[[ Dataset excerpts, beginning ]]

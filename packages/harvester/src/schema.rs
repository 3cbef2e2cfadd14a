//! Metadata schemas the harvester can transform.

use serde::Serialize;

/// A metadata standard (and version) with a dedicated transformer.
#[derive(Debug, Clone, Copy, PartialEq, Eq, Hash, Serialize)]
pub enum MetadataSchema {
    /// DataCite metadata kernel 2.x and earlier.
    DataCite2,
    /// DataCite metadata kernel 3.x.
    DataCite3,
    /// DataCite metadata kernel 4.x.
    DataCite4,
    /// Unqualified Dublin Core (`oai_dc`).
    DublinCore,
    /// ISO 19139 geographic metadata.
    Iso19139,
}

impl MetadataSchema {
    /// All supported schemas.
    pub const ALL: [MetadataSchema; 5] = [
        Self::DataCite2,
        Self::DataCite3,
        Self::DataCite4,
        Self::DublinCore,
        Self::Iso19139,
    ];

    /// Canonical schema URL.
    #[must_use]
    pub fn url(&self) -> &'static str {
        match self {
            Self::DataCite2 => "http://schema.datacite.org/meta/kernel-2.2/metadata.xsd",
            Self::DataCite3 => "http://schema.datacite.org/meta/kernel-3/metadata.xsd",
            Self::DataCite4 => "http://schema.datacite.org/meta/kernel-4/metadata.xsd",
            Self::DublinCore => "http://www.openarchives.org/OAI/2.0/oai_dc.xsd",
            Self::Iso19139 => "http://www.isotc211.org/2005/gmd/gmd.xsd",
        }
    }

    /// Short display name.
    #[must_use]
    pub fn as_str(&self) -> &'static str {
        match self {
            Self::DataCite2 => "DataCite 2",
            Self::DataCite3 => "DataCite 3",
            Self::DataCite4 => "DataCite 4",
            Self::DublinCore => "Dublin Core",
            Self::Iso19139 => "ISO 19139",
        }
    }

    /// Resolve a schema URL advertised by a repository or declared by a record.
    ///
    /// Accepts the URL variants found in the wild: `http` or `https`, with or
    /// without the `www.` host prefix, and explicit minor versions of a kernel
    /// (`kernel-4.1`, `kernel-3.1`, ...).
    ///
    /// # Examples
    /// ```
    /// use oaipmh_harvester::schema::MetadataSchema;
    ///
    /// assert_eq!(
    ///     MetadataSchema::from_url("https://schema.datacite.org/meta/kernel-4.3/metadata.xsd"),
    ///     Some(MetadataSchema::DataCite4)
    /// );
    /// assert_eq!(MetadataSchema::from_url("http://www.loc.gov/standards/marcxml/schema/MARC21slim.xsd"), None);
    /// ```
    #[must_use]
    pub fn from_url(url: &str) -> Option<Self> {
        let normalized = url.trim().to_lowercase();
        let normalized = normalized
            .strip_prefix("https://")
            .or_else(|| normalized.strip_prefix("http://"))
            .unwrap_or(normalized.as_str());
        let normalized = normalized.strip_prefix("www.").unwrap_or(normalized);

        if let Some(rest) = normalized.strip_prefix("schema.datacite.org/meta/kernel-") {
            let version = rest.split(['/', '.']).next()?;
            return match version {
                "2" => Some(Self::DataCite2),
                "3" => Some(Self::DataCite3),
                "4" => Some(Self::DataCite4),
                _ => None,
            };
        }

        match normalized {
            "openarchives.org/oai/2.0/oai_dc.xsd" => Some(Self::DublinCore),
            "isotc211.org/2005/gmd/gmd.xsd" | "isotc211.org/2005/gmd" => Some(Self::Iso19139),
            _ => None,
        }
    }

    /// Whether a schema URL is implemented by the harvester.
    #[must_use]
    pub fn is_supported(url: &str) -> bool {
        Self::from_url(url).is_some()
    }
}

impl std::fmt::Display for MetadataSchema {
    fn fmt(&self, f: &mut std::fmt::Formatter<'_>) -> std::fmt::Result {
        f.write_str(self.as_str())
    }
}
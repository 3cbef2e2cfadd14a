//! Metadata format registry built from `ListMetadataFormats`.
//!
//! Maps repository-defined metadata prefixes to schema URLs and validates a
//! requested prefix against the schemas the harvester implements.

use std::collections::HashMap;

use roxmltree::Document;

use crate::config::metadata_formats_url;
use crate::error::{HarvesterError, Result};
use crate::http::Fetcher;
use crate::schema::MetadataSchema;
use crate::xml::{child_text, get_tag_name};

/// Metadata prefixes advertised by a repository and their schema URLs.
#[derive(Debug, Clone, Default, PartialEq, Eq)]
pub struct MetadataFormatRegistry {
    formats: HashMap<String, String>,
}

impl MetadataFormatRegistry {
    /// Create a registry from `(prefix, schema URL)` pairs.
    #[must_use]
    pub fn from_pairs(pairs: impl IntoIterator<Item = (String, String)>) -> Self {
        Self {
            formats: pairs.into_iter().collect(),
        }
    }

    /// Query a repository for its metadata formats.
    ///
    /// An unreachable repository or a malformed response yields an empty
    /// registry; the failure surfaces when a prefix is validated.
    pub fn load(fetcher: &dyn Fetcher, host_url: &str) -> Self {
        let url = metadata_formats_url(host_url);

        let body = match fetcher.fetch(&url) {
            Ok(body) => body,
            Err(e) => {
                tracing::warn!(url = %url, error = %e, "Could not retrieve metadata formats");
                return Self::default();
            }
        };

        match Self::parse(&body) {
            Ok(registry) => {
                if registry.is_empty() {
                    tracing::warn!(url = %url, "Repository advertises no metadata formats");
                }
                registry
            }
            Err(e) => {
                tracing::warn!(url = %url, error = %e, "Could not parse metadata formats");
                Self::default()
            }
        }
    }

    /// Parse a `ListMetadataFormats` response.
    pub fn parse(xml: &str) -> Result<Self> {
        let doc = Document::parse(xml)?;

        let formats = doc
            .descendants()
            .filter(|n| n.is_element() && get_tag_name(*n) == "metadataFormat")
            .filter_map(|format| {
                let prefix = child_text(format, "metadataPrefix")?;
                let schema = child_text(format, "schema")?;
                Some((prefix, schema))
            })
            .collect();

        Ok(Self { formats })
    }

    #[must_use]
    pub fn is_empty(&self) -> bool {
        self.formats.is_empty()
    }

    #[must_use]
    pub fn len(&self) -> usize {
        self.formats.len()
    }

    /// Schema URL advertised for a prefix.
    #[must_use]
    pub fn schema_url(&self, prefix: &str) -> Option<&str> {
        self.formats.get(prefix).map(String::as_str)
    }

    /// Resolve a prefix to a schema the harvester implements.
    #[must_use]
    pub fn resolve(&self, prefix: &str) -> Option<MetadataSchema> {
        self.schema_url(prefix).and_then(MetadataSchema::from_url)
    }

    /// All advertised prefixes, sorted.
    #[must_use]
    pub fn prefixes(&self) -> Vec<String> {
        let mut prefixes: Vec<String> = self.formats.keys().cloned().collect();
        prefixes.sort();
        prefixes
    }

    /// Advertised prefixes whose schema the harvester implements, sorted.
    #[must_use]
    pub fn supported_prefixes(&self) -> Vec<String> {
        let mut prefixes: Vec<String> = self
            .formats
            .iter()
            .filter(|(_, schema)| MetadataSchema::is_supported(schema))
            .map(|(prefix, _)| prefix.clone())
            .collect();
        prefixes.sort();
        prefixes
    }

    /// Validate a requested prefix for a host.
    ///
    /// The prefix must be non-empty, the host configured, the registry
    /// non-empty, and the prefix advertised. Unless `allow_unsupported` is
    /// set, its schema must also be one the harvester implements.
    pub fn validate(
        &self,
        host_url: Option<&str>,
        prefix: Option<&str>,
        allow_unsupported: bool,
    ) -> Result<Option<MetadataSchema>> {
        let error = |message: String| HarvesterError::config(message, self.supported_prefixes());

        let prefix = prefix
            .filter(|p| !p.trim().is_empty())
            .ok_or_else(|| error("No metadata prefix configured".to_string()))?;

        if host_url.is_none_or(|h| h.trim().is_empty()) {
            return Err(error("No host URL configured".to_string()));
        }

        if self.is_empty() {
            return Err(error(
                "The repository did not advertise any metadata formats".to_string(),
            ));
        }

        let Some(schema_url) = self.schema_url(prefix) else {
            return Err(error(format!(
                "Metadata prefix '{prefix}' is not offered by the repository"
            )));
        };

        match MetadataSchema::from_url(schema_url) {
            Some(schema) => Ok(Some(schema)),
            None if allow_unsupported => Ok(None),
            None => Err(error(format!(
                "Metadata prefix '{prefix}' uses unsupported schema {schema_url}"
            ))),
        }
    }
}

[[ Dataset excerpts, end ]]

Assigned task =>
Each line above that contains "bool" counts once; report the total of such lines and nothing more.

Response to the exercise =>
3